It's been a little more than a month since I last checked in with my reading. Maybe the 15th of the month would be a good, regular day to do that. Right, as if I could keep up a habit like that… well, it's good to dream.
Russell's The Problems of Philosophy continues to be moderately entertaining. I'm not exactly sure how Russell is going to build a useful theory of knowledge on the back of acquaintance, but we'll see how it goes. Should get clearer in the next few chapters.
I'm making slow progress on the Trek project. Gerrold's The Galactic Whirlpool was fun, but Sky's Death's Angel wasn't so good. Unless you're a completionist, I'd skip both of Sky's contributions to the Trek universe.

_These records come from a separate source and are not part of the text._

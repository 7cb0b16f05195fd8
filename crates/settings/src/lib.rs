//! Sockbridge Settings
//!
//! Configuration for the relay server and the CONNECT proxy client.
//!
//! ## Sources, lowest to highest precedence
//!
//! - Built-in defaults
//! - JSON settings file
//! - `PASSWORD` environment variable (both secrets)
//! - Command-line flags (applied by the binary)
//!
//! ## Usage
//!
//! ```no_run
//! use sockbridge_settings::Settings;
//!
//! let mut settings = Settings::load_or_default()?;
//! settings.apply_env();
//! settings.validate()?;
//!
//! let listen = settings.server.listen_addr()?;
//! # let _ = listen;
//! # Ok::<(), sockbridge_settings::SettingsError>(())
//! ```

mod config;

pub use config::{validate_relay, ClientSettings, ServerSettings, Settings};

use std::path::PathBuf;

use thiserror::Error;

#[derive(Error, Debug)]
pub enum SettingsError {
    #[error("Failed to read settings: {0}")]
    ReadError(std::io::Error),

    #[error("Failed to write settings: {0}")]
    WriteError(std::io::Error),

    #[error("Failed to parse settings: {0}")]
    ParseError(serde_json::Error),

    #[error("Failed to create config directory: {0}")]
    CreateDirError(std::io::Error),

    #[error("Invalid setting: {0}")]
    Invalid(String),
}

pub type Result<T> = std::result::Result<T, SettingsError>;

/// Get the default settings file path
///
/// `$XDG_CONFIG_HOME/sockbridge/settings.json`, falling back to
/// `$HOME/.config/sockbridge/settings.json`, then the working directory.
pub fn default_settings_path() -> PathBuf {
    let base = std::env::var_os("XDG_CONFIG_HOME")
        .map(PathBuf::from)
        .or_else(|| std::env::var_os("HOME").map(|home| PathBuf::from(home).join(".config")));

    match base {
        Some(base) => base.join("sockbridge").join("settings.json"),
        None => PathBuf::from("sockbridge.json"),
    }
}
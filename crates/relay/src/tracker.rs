//! Active session accounting
//!
//! Upgraded connections leave hyper's connection tracking, so the server
//! counts relay tasks itself to be able to drain them on shutdown.

use std::sync::atomic::{AtomicUsize, Ordering};
use std::sync::Arc;

use tokio::sync::Notify;

#[derive(Debug, Default)]
pub struct ActiveSessions {
    count: AtomicUsize,
    idle: Notify,
}

impl ActiveSessions {
    /// Register a session until the guard is dropped.
    ///
    /// The guard is owned so it can be taken before the upgrade and moved
    /// into the relay task.
    pub fn enter(self: &Arc<Self>) -> SessionGuard {
        self.count.fetch_add(1, Ordering::AcqRel);
        SessionGuard {
            sessions: Arc::clone(self),
        }
    }

    pub fn count(&self) -> usize {
        self.count.load(Ordering::Acquire)
    }

    /// Resolve once no session is running
    pub async fn wait_idle(&self) {
        loop {
            let notified = self.idle.notified();
            if self.count() == 0 {
                return;
            }
            notified.await;
        }
    }
}

#[derive(Debug)]
pub struct SessionGuard {
    sessions: Arc<ActiveSessions>,
}

impl Drop for SessionGuard {
    fn drop(&mut self) {
        if self.sessions.count.fetch_sub(1, Ordering::AcqRel) == 1 {
            self.sessions.idle.notify_waiters();
        }
    }
}
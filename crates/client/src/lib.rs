//! Sockbridge Client
//!
//! Client side of the bridge.
//!
//! - [`dial_relay`] opens a WebSocket to the relay with the shared secret
//!   and destination headers set.
//! - [`ConnectProxy`] is a local HTTP `CONNECT` proxy: every accepted
//!   tunnel becomes one relay session.

mod dial;
mod proxy;

pub use dial::{dial_relay, relay_url, RelaySocket};
pub use proxy::{ConnectProxy, ProxyConfig};

use thiserror::Error;
use tokio_tungstenite::tungstenite;

#[derive(Error, Debug)]
pub enum ClientError {
    #[error("Relay rejected the connection ({status}): {body}")]
    Rejected { status: u16, body: String },

    #[error("WebSocket error: {0}")]
    WebSocket(#[source] tungstenite::Error),

    #[error("Invalid header value for {0}")]
    InvalidHeader(&'static str),

    #[error("Invalid request: {0}")]
    InvalidRequest(String),

    #[error("Relay dial timed out")]
    Timeout,

    #[error("IO error: {0}")]
    IoError(#[from] std::io::Error),
}

impl From<tungstenite::Error> for ClientError {
    fn from(err: tungstenite::Error) -> Self {
        match err {
            tungstenite::Error::Http(response) => Self::Rejected {
                status: response.status().as_u16(),
                body: response
                    .body()
                    .as_deref()
                    .map(|body| String::from_utf8_lossy(body).into_owned())
                    .unwrap_or_default(),
            },
            other => Self::WebSocket(other),
        }
    }
}

pub type Result<T> = std::result::Result<T, ClientError>;
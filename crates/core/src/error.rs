use thiserror::Error;

/// Why a `host:port` destination was rejected
#[derive(Error, Debug, Clone, PartialEq, Eq)]
pub enum TargetError {
    #[error("Target is empty")]
    Empty,

    #[error("Missing port in target: {0}")]
    MissingPort(String),

    #[error("Empty host in target: {0}")]
    EmptyHost(String),

    #[error("Host must not contain ':' unless bracketed: {0}")]
    UnbracketedColon(String),

    #[error("Invalid port: {0}")]
    InvalidPort(String),

    #[error("Port out of range: {0}")]
    PortOutOfRange(String),
}

/// Coarse classification used to pick the HTTP response for an error
#[derive(Debug, Clone, Copy, PartialEq, Eq, Hash)]
pub enum ErrorKind {
    NotUpgrade,
    Unauthorized,
    InvalidTarget,
    RelayFailure,
    SetupFailure,
}

impl ErrorKind {
    /// HTTP status reported to the caller for this kind
    ///
    /// `RelayFailure` never reaches the caller (the 101 has already been
    /// sent), it only maps to 500 for completeness.
    pub fn status_code(&self) -> u16 {
        match self {
            Self::NotUpgrade => 426,
            Self::Unauthorized => 403,
            Self::InvalidTarget => 400,
            Self::RelayFailure | Self::SetupFailure => 500,
        }
    }
}

#[derive(Error, Debug)]
pub enum RelayError {
    #[error("Not WebSocket")]
    NotUpgrade,

    #[error("Unauthorized")]
    Unauthorized,

    #[error("Invalid Target")]
    InvalidTarget(#[source] TargetError),

    #[error("Connect to {addr} failed: {source}")]
    ConnectFailed {
        addr: String,
        #[source]
        source: std::io::Error,
    },

    #[error("Connect to {0} timed out")]
    ConnectTimeout(String),

    #[error("WebSocket error: {0}")]
    WebSocket(String),

    #[error("IO error: {0}")]
    Io(#[from] std::io::Error),

    #[error("{0}")]
    Setup(String),
}

impl RelayError {
    pub fn kind(&self) -> ErrorKind {
        match self {
            Self::NotUpgrade => ErrorKind::NotUpgrade,
            Self::Unauthorized => ErrorKind::Unauthorized,
            Self::InvalidTarget(_) => ErrorKind::InvalidTarget,
            Self::ConnectFailed { .. }
            | Self::ConnectTimeout(_)
            | Self::WebSocket(_)
            | Self::Io(_) => ErrorKind::RelayFailure,
            Self::Setup(_) => ErrorKind::SetupFailure,
        }
    }

    pub fn status_code(&self) -> u16 {
        self.kind().status_code()
    }
}

impl From<TargetError> for RelayError {
    fn from(err: TargetError) -> Self {
        Self::InvalidTarget(err)
    }
}

pub type Result<T> = std::result::Result<T, RelayError>;
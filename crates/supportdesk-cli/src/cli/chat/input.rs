//! Operator input for the chat loop.
//!
//! [`ChatInput`] wraps `rustyline_async::Readline` for interactive terminals.
//! [`LinesInput`] reads plain lines when stdin is piped or redirected. Both
//! produce the session's [`OperatorInput`] through [`InputSource`].

use std::future::Future;
use std::io::BufRead;

use rustyline_async::{Readline, ReadlineError, ReadlineEvent, SharedWriter};
use tokio::sync::mpsc;

use supportdesk_core::chat::session::OperatorInput;

/// Where operator events come from.
///
/// `read_line` must be cancel-safe: the chat loop polls it while a model
/// call is in flight and drops the future when the reply wins.
pub trait InputSource {
    fn read_line(&mut self) -> impl Future<Output = OperatorInput>;
}

pub struct ChatInput {
    rl: Readline,
}

impl ChatInput {
    /// Create the input handler with the given prompt.
    ///
    /// The returned `SharedWriter` prints without clobbering the prompt line.
    pub fn new(prompt: String) -> Result<(Self, SharedWriter), ReadlineError> {
        let (rl, stdout) = Readline::new(prompt)?;
        Ok((Self { rl }, stdout))
    }

    /// Restore the terminal before the process prints its last lines.
    pub fn flush(&mut self) {
        let _ = self.rl.flush();
    }
}

impl InputSource for ChatInput {
    /// The line is returned untrimmed; the session decides what counts as
    /// empty or as the exit keyword.
    async fn read_line(&mut self) -> OperatorInput {
        let input = map_event(self.rl.readline().await);
        if let OperatorInput::Line(line) = &input {
            if !line.trim().is_empty() {
                self.rl.add_history_entry(line.clone());
            }
        }
        input
    }
}

/// A broken terminal is treated like end of input.
fn map_event(event: Result<ReadlineEvent, ReadlineError>) -> OperatorInput {
    match event {
        Ok(ReadlineEvent::Line(line)) => OperatorInput::Line(line),
        Ok(ReadlineEvent::Eof) => OperatorInput::EndOfInput,
        Ok(ReadlineEvent::Interrupted) => OperatorInput::Interrupt,
        Err(_) => OperatorInput::EndOfInput,
    }
}

/// Line reader for non-interactive stdin.
///
/// Lines are read on a dedicated thread so a blocked read never holds up
/// runtime shutdown. End of stream, or a read error, ends input.
pub struct LinesInput {
    lines: mpsc::UnboundedReceiver<String>,
}

impl LinesInput {
    pub fn spawn<R: BufRead + Send + 'static>(reader: R) -> Self {
        let (tx, rx) = mpsc::unbounded_channel();
        std::thread::spawn(move || {
            for line in reader.lines() {
                match line {
                    Ok(line) => {
                        if tx.send(line).is_err() {
                            break;
                        }
                    }
                    Err(e) => {
                        tracing::warn!(error = %e, "Failed to read input");
                        break;
                    }
                }
            }
        });
        Self { lines: rx }
    }
}

impl InputSource for LinesInput {
    async fn read_line(&mut self) -> OperatorInput {
        match self.lines.recv().await {
            Some(line) => OperatorInput::Line(line),
            None => OperatorInput::EndOfInput,
        }
    }
}
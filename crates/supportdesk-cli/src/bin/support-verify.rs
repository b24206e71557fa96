//! support-verify: checks that support-chat can run in this environment.

use clap::Parser;

use supportdesk_cli::cli::VerifyCli;
use supportdesk_cli::cli::verify::run_verify;
use supportdesk_cli::state::AppState;
use supportdesk_observe::tracing_setup::{init_tracing, shutdown_tracing, verbosity_filter};

#[tokio::main(flavor = "current_thread")]
async fn main() -> anyhow::Result<()> {
    let cli = VerifyCli::parse();
    let args = &cli.common;

    init_tracing(verbosity_filter(args.verbose, args.quiet), args.otel)
        .map_err(|e| anyhow::anyhow!("failed to initialize logging: {e}"))?;

    let state = AppState::init(args.config.as_deref()).await;
    let result = run_verify(state, cli.ping, cli.json).await;

    shutdown_tracing();
    result
}
//! Startup state shared by both binaries.
//!
//! Configuration and the credential are resolved exactly once, before the
//! first prompt or check, and never change afterwards.

use std::path::Path;

use supportdesk_core::service::secret::ResolvedSecret;
use supportdesk_infra::config::load_support_config;
use supportdesk_infra::secret::chain::build_secret_service;
use supportdesk_types::config::SupportConfig;
use supportdesk_types::secret::SecretKey;

pub struct AppState {
    pub config: SupportConfig,
    /// `None` when neither the environment nor the `.env` file holds a key.
    pub credential: Option<ResolvedSecret>,
}

impl AppState {
    pub async fn init(config_path: Option<&Path>) -> Self {
        let config = load_support_config(config_path).await;
        let secrets = build_secret_service(&config.env_file);
        let credential = secrets.resolve(&SecretKey::new(&config.api_key_env)).await;

        tracing::debug!(
            model = %config.model,
            credential_source = ?credential.as_ref().map(|c| c.source),
            "Startup state resolved"
        );

        Self { config, credential }
    }

    /// Name of the variable the credential is read from.
    pub fn credential_key(&self) -> SecretKey {
        SecretKey::new(&self.config.api_key_env)
    }
}
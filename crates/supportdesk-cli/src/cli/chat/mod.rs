//! Interactive chat front-end for `support-chat`.

pub mod banner;
pub mod input;
pub mod loop_runner;
pub mod renderer;
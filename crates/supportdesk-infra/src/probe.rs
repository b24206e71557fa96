//! Runtime probes backing the environment verifier.
//!
//! The toolchain version is captured at build time by `build.rs`. Dependency
//! probes check that the pieces the chatbot needs at runtime can actually be
//! initialised on this machine.

use crossterm::tty::IsTty;
use semver::Version;

use supportdesk_core::verify::{ClientConnector, DependencyProbe};
use supportdesk_types::config::SupportConfig;
use supportdesk_types::llm::LlmError;
use supportdesk_types::secret::Redacted;

use crate::llm::{create_provider, test_provider_connection};

/// Raw `rustc --version` number this binary was compiled with.
pub const RUSTC_VERSION: &str = env!("SUPPORTDESK_RUSTC_VERSION");

/// Compiler version as semver; `0.0.0` if it could not be determined.
pub fn toolchain_version() -> Version {
    Version::parse(RUSTC_VERSION).unwrap_or_else(|e| {
        tracing::debug!(raw = RUSTC_VERSION, error = %e, "Unparseable toolchain version");
        Version::new(0, 0, 0)
    })
}

/// An HTTP client with TLS support can be constructed.
pub struct HttpClientProbe;

impl DependencyProbe for HttpClientProbe {
    fn name(&self) -> &str {
        "HTTP client (TLS)"
    }

    fn probe(&self) -> Result<(), String> {
        reqwest::Client::builder()
            .build()
            .map(|_| ())
            .map_err(|e| e.to_string())
    }
}

/// An async runtime is driving the current thread.
pub struct TokioRuntimeProbe;

impl DependencyProbe for TokioRuntimeProbe {
    fn name(&self) -> &str {
        "Tokio runtime"
    }

    fn probe(&self) -> Result<(), String> {
        tokio::runtime::Handle::try_current()
            .map(|_| ())
            .map_err(|e| e.to_string())
    }
}

/// The platform config directory resolves.
pub struct ConfigDirProbe;

impl DependencyProbe for ConfigDirProbe {
    fn name(&self) -> &str {
        "Config directory"
    }

    fn probe(&self) -> Result<(), String> {
        dirs::config_dir()
            .map(|_| ())
            .ok_or_else(|| "no config directory for this platform".to_string())
    }
}

/// Stdin is an interactive terminal, so the chat gets line editing.
pub struct TerminalProbe;

impl DependencyProbe for TerminalProbe {
    fn name(&self) -> &str {
        "Interactive terminal"
    }

    fn probe(&self) -> Result<(), String> {
        stdin_terminal(std::io::stdin().is_tty())
    }
}

fn stdin_terminal(is_tty: bool) -> Result<(), String> {
    if is_tty {
        Ok(())
    } else {
        Err("stdin is not a terminal".to_string())
    }
}

/// The fixed set of runtime dependencies the verifier checks.
pub fn default_probes() -> Vec<Box<dyn DependencyProbe>> {
    vec![
        Box::new(HttpClientProbe),
        Box::new(TokioRuntimeProbe),
        Box::new(ConfigDirProbe),
        Box::new(TerminalProbe),
    ]
}

/// Builds the real provider from configuration. With `ping` it also sends
/// one minimal request.
pub struct OpenAiConnector {
    config: SupportConfig,
    ping: bool,
}

impl OpenAiConnector {
    pub fn new(config: SupportConfig, ping: bool) -> Self {
        Self { config, ping }
    }
}

impl ClientConnector for OpenAiConnector {
    async fn connect(&self, credential: &Redacted) -> Result<String, LlmError> {
        let provider = create_provider(&self.config, credential)?;
        if self.ping {
            test_provider_connection(&provider).await?;
        }
        Ok(format!("{} / {}", provider.name(), self.config.model))
    }
}
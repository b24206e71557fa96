//! support-chat: interactive customer support chatbot.

use clap::Parser;

use supportdesk_cli::cli::ChatCli;
use supportdesk_cli::cli::chat::loop_runner::run_chat;
use supportdesk_cli::state::AppState;
use supportdesk_observe::tracing_setup::{init_tracing, shutdown_tracing, verbosity_filter};

#[tokio::main(flavor = "current_thread")]
async fn main() -> anyhow::Result<()> {
    let cli = ChatCli::parse();
    let args = cli.common;

    init_tracing(verbosity_filter(args.verbose, args.quiet), args.otel)
        .map_err(|e| anyhow::anyhow!("failed to initialize logging: {e}"))?;

    let state = AppState::init(args.config.as_deref()).await;
    let result = run_chat(state, args.verbose > 0).await;

    shutdown_tracing();
    result
}
//! Configuration types for the support chatbot.
//!
//! `SupportConfig` mirrors the optional `config.toml`. Every field has a
//! default so an empty or missing file yields a working configuration.

use serde::{Deserialize, Serialize};

/// Model used when nothing else is configured.
pub const DEFAULT_MODEL: &str = "gpt-3.5-turbo";
/// Sampling temperature used when nothing else is configured.
pub const DEFAULT_TEMPERATURE: f64 = 0.7;
/// Credential variable read from the environment and the `.env` file.
pub const DEFAULT_API_KEY_ENV: &str = "OPENAI_API_KEY";
/// OpenAI public API endpoint.
pub const DEFAULT_BASE_URL: &str = "https://api.openai.com/v1";

/// Startup configuration. Loaded once, immutable afterwards.
#[derive(Debug, Clone, PartialEq, Serialize, Deserialize)]
pub struct SupportConfig {
    /// Model identifier sent with every completion request.
    #[serde(default = "default_model")]
    pub model: String,

    /// Sampling temperature.
    #[serde(default = "default_temperature")]
    pub temperature: f64,

    /// Upper bound on reply length.
    #[serde(default = "default_max_tokens")]
    pub max_tokens: u32,

    /// Base URL of the OpenAI-compatible API.
    #[serde(default = "default_base_url")]
    pub base_url: String,

    /// Name of the variable holding the API key.
    #[serde(default = "default_api_key_env")]
    pub api_key_env: String,

    /// Path of the `.env` file consulted after the process environment.
    #[serde(default = "default_env_file")]
    pub env_file: String,

    /// Log the fully composed prompt of every exchange at info level.
    #[serde(default = "default_verbose_chain")]
    pub verbose_chain: bool,
}

fn default_model() -> String {
    DEFAULT_MODEL.to_string()
}

fn default_temperature() -> f64 {
    DEFAULT_TEMPERATURE
}

fn default_max_tokens() -> u32 {
    1024
}

fn default_base_url() -> String {
    DEFAULT_BASE_URL.to_string()
}

fn default_api_key_env() -> String {
    DEFAULT_API_KEY_ENV.to_string()
}

fn default_env_file() -> String {
    ".env".to_string()
}

fn default_verbose_chain() -> bool {
    false
}

impl Default for SupportConfig {
    fn default() -> Self {
        Self {
            model: default_model(),
            temperature: default_temperature(),
            max_tokens: default_max_tokens(),
            base_url: default_base_url(),
            api_key_env: default_api_key_env(),
            env_file: default_env_file(),
            verbose_chain: default_verbose_chain(),
        }
    }
}

#[cfg(test)]
mod tests {
    use super::*;

    #[test]
    fn test_support_config_default_values() {
        let config = SupportConfig::default();
        assert_eq!(config.model, "gpt-3.5-turbo");
        assert!((config.temperature - 0.7).abs() < f64::EPSILON);
        assert_eq!(config.api_key_env, "OPENAI_API_KEY");
        assert_eq!(config.env_file, ".env");
        assert!(!config.verbose_chain);
    }

    #[test]
    fn test_support_config_deserialize_empty() {
        let config: SupportConfig = toml::from_str("").unwrap();
        assert_eq!(config, SupportConfig::default());
    }

    #[test]
    fn test_support_config_deserialize_partial() {
        let toml_str = r#"
model = "gpt-4o-mini"
temperature = 0.2
verbose_chain = true
"#;
        let config: SupportConfig = toml::from_str(toml_str).unwrap();
        assert_eq!(config.model, "gpt-4o-mini");
        assert!((config.temperature - 0.2).abs() < f64::EPSILON);
        assert!(config.verbose_chain);
        assert_eq!(config.max_tokens, 1024);
        assert_eq!(config.base_url, DEFAULT_BASE_URL);
    }

    #[test]
    fn test_support_config_rejects_wrong_type() {
        let result: Result<SupportConfig, _> = toml::from_str("temperature = \"hot\"");
        assert!(result.is_err());
    }
}
//! Append-only conversation history for one chat session.

use supportdesk_types::chat::{HistoryEntry, MessageRole};
use supportdesk_types::llm::Message;

/// Label for operator turns in the transcript buffer.
pub const HUMAN_PREFIX: &str = "Customer";
/// Label for model turns in the transcript buffer.
pub const AI_PREFIX: &str = "Support Agent";

/// Chronological record of user messages and model replies.
///
/// Entries are only ever appended, in pairs, after a successful exchange.
#[derive(Debug, Clone, Default)]
pub struct ConversationHistory {
    entries: Vec<HistoryEntry>,
}

impl ConversationHistory {
    pub fn new() -> Self {
        Self::default()
    }

    /// Append one completed exchange.
    pub fn record_exchange(&mut self, user: impl Into<String>, reply: impl Into<String>) {
        self.entries.push(HistoryEntry::new(MessageRole::User, user));
        self.entries.push(HistoryEntry::new(MessageRole::Assistant, reply));
    }

    pub fn entries(&self) -> &[HistoryEntry] {
        &self.entries
    }

    pub fn len(&self) -> usize {
        self.entries.len()
    }

    pub fn is_empty(&self) -> bool {
        self.entries.is_empty()
    }

    /// Number of completed exchanges.
    pub fn turns(&self) -> usize {
        self.entries.len() / 2
    }

    /// History as provider messages, oldest first.
    pub fn messages(&self) -> Vec<Message> {
        self.entries
            .iter()
            .map(|e| Message {
                role: e.role,
                content: e.text.clone(),
            })
            .collect()
    }

    /// History as a `Customer:` / `Support Agent:` transcript.
    pub fn buffer(&self) -> String {
        self.entries
            .iter()
            .map(|e| {
                let prefix = match e.role {
                    MessageRole::User => HUMAN_PREFIX,
                    MessageRole::Assistant => AI_PREFIX,
                    MessageRole::System => "System",
                };
                format!("{prefix}: {}", e.text)
            })
            .collect::<Vec<_>>()
            .join("\n")
    }
}
//! Readiness check results produced by the environment verifier.

use serde::{Deserialize, Serialize};
use std::fmt;

/// Outcome of a single readiness check.
#[derive(Debug, Clone, Copy, PartialEq, Eq, Serialize, Deserialize)]
#[serde(rename_all = "lowercase")]
pub enum CheckStatus {
    Passed,
    Failed,
    /// The check was not attempted. Excluded from the summary counts.
    Skipped,
}

impl fmt::Display for CheckStatus {
    fn fmt(&self, f: &mut fmt::Formatter<'_>) -> fmt::Result {
        match self {
            CheckStatus::Passed => write!(f, "PASS"),
            CheckStatus::Failed => write!(f, "FAIL"),
            CheckStatus::Skipped => write!(f, "SKIPPED"),
        }
    }
}

/// Severity of a detail line attached to a check.
#[derive(Debug, Clone, Copy, PartialEq, Eq, Serialize, Deserialize)]
#[serde(rename_all = "lowercase")]
pub enum DetailKind {
    Ok,
    Error,
    Warning,
    /// Remediation hint printed under a failure.
    Hint,
}

/// A line of output explaining a check's outcome.
#[derive(Debug, Clone, PartialEq, Eq, Serialize, Deserialize)]
pub struct CheckDetail {
    pub kind: DetailKind,
    pub message: String,
}

impl CheckDetail {
    pub fn ok(message: impl Into<String>) -> Self {
        Self {
            kind: DetailKind::Ok,
            message: message.into(),
        }
    }

    pub fn error(message: impl Into<String>) -> Self {
        Self {
            kind: DetailKind::Error,
            message: message.into(),
        }
    }

    pub fn warning(message: impl Into<String>) -> Self {
        Self {
            kind: DetailKind::Warning,
            message: message.into(),
        }
    }

    pub fn hint(message: impl Into<String>) -> Self {
        Self {
            kind: DetailKind::Hint,
            message: message.into(),
        }
    }
}

/// Named result of one check.
#[derive(Debug, Clone, PartialEq, Eq, Serialize, Deserialize)]
pub struct CheckResult {
    pub name: String,
    pub status: CheckStatus,
    #[serde(default)]
    pub details: Vec<CheckDetail>,
}

impl CheckResult {
    pub fn new(name: impl Into<String>, status: CheckStatus) -> Self {
        Self {
            name: name.into(),
            status,
            details: Vec::new(),
        }
    }

    pub fn with_detail(mut self, detail: CheckDetail) -> Self {
        self.details.push(detail);
        self
    }

    pub fn passed(&self) -> bool {
        self.status == CheckStatus::Passed
    }
}

/// Ordered results of a verifier run.
#[derive(Debug, Clone, Default, Serialize, Deserialize)]
pub struct CheckReport {
    pub results: Vec<CheckResult>,
}

impl CheckReport {
    pub fn push(&mut self, result: CheckResult) {
        self.results.push(result);
    }

    /// Number of checks that passed.
    pub fn passed(&self) -> usize {
        self.results.iter().filter(|r| r.passed()).count()
    }

    /// Number of checks that were actually executed (skips excluded).
    pub fn total(&self) -> usize {
        self.results
            .iter()
            .filter(|r| r.status != CheckStatus::Skipped)
            .count()
    }

    /// True when every executed check passed.
    pub fn all_passed(&self) -> bool {
        self.passed() == self.total()
    }
}

#[cfg(test)]
mod tests {
    use super::*;

    fn report(statuses: &[CheckStatus]) -> CheckReport {
        CheckReport {
            results: statuses
                .iter()
                .enumerate()
                .map(|(i, s)| CheckResult::new(format!("check {i}"), *s))
                .collect(),
        }
    }

    #[test]
    fn test_skipped_excluded_from_counts() {
        let report = report(&[
            CheckStatus::Passed,
            CheckStatus::Passed,
            CheckStatus::Failed,
            CheckStatus::Skipped,
        ]);
        assert_eq!(report.passed(), 2);
        assert_eq!(report.total(), 3);
        assert!(!report.all_passed());
    }

    #[test]
    fn test_all_passed_with_skip() {
        let report = report(&[CheckStatus::Passed, CheckStatus::Skipped]);
        assert_eq!(report.total(), 1);
        assert!(report.all_passed());
    }

    #[test]
    fn test_check_status_display() {
        assert_eq!(CheckStatus::Passed.to_string(), "PASS");
        assert_eq!(CheckStatus::Failed.to_string(), "FAIL");
        assert_eq!(CheckStatus::Skipped.to_string(), "SKIPPED");
    }

    #[test]
    fn test_check_result_serde() {
        let result = CheckResult::new("API Key", CheckStatus::Failed)
            .with_detail(CheckDetail::hint("Create a .env file in this directory"));
        let json = serde_json::to_value(&result).unwrap();
        assert_eq!(json["status"], "failed");
        assert_eq!(json["details"][0]["kind"], "hint");
    }
}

“We Owe It to Them to Interfere”: Star Trek and U.S. Statecraft in the 1960s and the 1990s offers an interesting perspective on the Federation's treatment of 'more primitive' cultures as a metaphor for the US's treatment of developing nations.
An extensive reading program is unlikely to provide sufficient contact with words beyond the 2000 most common families (Cobb, 2007). However, there are some possibilities for finding or deliberately constructing texts that will work better. An example is given of software that allows the reader to click a word and get a set of KWIC-style lines showing other uses of the word, either from some large corpus or, potentially, from a restricted one–the current text alone, perhaps, or a set of selected texts such as graded readers.
Swaffar (1985) observes that readers' knowledge of the genre of foreign-language text is important to their ability to understand it.
Mangiron (2017) provies a huge list of interesting-sounding references related to game localization, which I intend to work my way through.